* _EXERCISE GOAL_:
Start to finish, reproduce the records below with nothing missing.

[Stored data]
######

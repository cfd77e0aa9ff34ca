use anyhow::Result;
use async_trait::async_trait;
use std::sync::Arc;

use crate::{
    farmer::{FarmerRecord, MemberType},
    ids::{FarmerId, WorkspaceId},
    pagination::Pagination,
};

#[derive(Debug, Clone)]
pub struct FarmerListQuery {
    pub workspace_id: WorkspaceId,
    pub member_type: Option<MemberType>,
    pub keyword: Option<String>,
}

#[derive(Debug, Clone)]
pub struct UpdateFarmerParams {
    pub workspace_id: WorkspaceId,
    pub id: FarmerId,
    pub full_name: Option<String>,
    pub phone_number: Option<String>,
    pub email: Option<String>,
    pub land_area: Option<f64>,
    pub avg_yield_sold_to_market: Option<f64>,
    pub member_type: Option<MemberType>,
    pub national_id: Option<String>,
    pub joined_at: Option<i64>,
    pub updated_at: i64,
}

#[async_trait]
pub trait FarmerRepository: Send + Sync {
    async fn insert_farmer(&self, record: &FarmerRecord) -> Result<()>;

    async fn fetch_farmer(&self, workspace_id: &str, id: &str) -> Result<Option<FarmerRecord>>;

    async fn find_by_national_id(&self, national_id: &str) -> Result<Option<FarmerRecord>>;

    async fn list_farmers(
        &self,
        query: &FarmerListQuery,
        pagination: Pagination,
    ) -> Result<(Vec<FarmerRecord>, i64)>;

    async fn update_farmer(&self, params: UpdateFarmerParams) -> Result<bool>;

    async fn delete_farmer(&self, workspace_id: &str, id: &str) -> Result<bool>;
}

pub type FarmerRepositoryRef = Arc<dyn FarmerRepository>;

######

* _RESPONSE AREA_:
repository cfd77e0aa9ff34ca
use anyhow::Result;
use async_trait::async_trait;
use std::sync::Arc;

use crate::{
    farmer::{FarmerRecord, MemberType},
    ids::{FarmerId, WorkspaceId},
    pagination::Pagination,
};

#[derive(Debug, Clone)]
pub struct FarmerListQuery {
    pub workspace_id: WorkspaceId,
    pub member_type: Option<MemberType>,
    pub keyword: Option<String>,
}

#[derive(Debug, Clone)]
pub struct UpdateFarmerParams {
    pub workspace_id: WorkspaceId,
    pub id: FarmerId,
    pub full_name: Option<String>,
    pub phone_number: Option<String>,
    pub email: Option<String>,
    pub land_area: Option<f64>,
    pub avg_yield_sold_to_market: Option<f64>,
    pub member_type: Option<MemberType>,
    pub national_id: Option<String>,
    pub joined_at: Option<i64>,
    pub updated_at: i64,
}

#[async_trait]
pub trait FarmerRepository: Send + Sync {
    async fn insert_farmer(&self, record: &FarmerRecord) -> Result<()>;

    async fn fetch_farmer(&self, workspace_id: &str, id: &str) -> Result<Option<FarmerRecord>>;

    async fn find_by_national_id(&self, national_id: &str) -> Result<Option<FarmerRecord>>;

    async fn list_farmers(
        &self,
        query: &FarmerListQuery,
        pagination: Pagination,
    ) -> Result<(Vec<FarmerRecord>, i64)>;

    async fn update_farmer(&self, params: UpdateFarmerParams) -> Result<bool>;

    async fn delete_farmer(&self, workspace_id: &str, id: &str) -> Result<bool>;
}

pub type FarmerRepositoryRef = Arc<dyn FarmerRepository>;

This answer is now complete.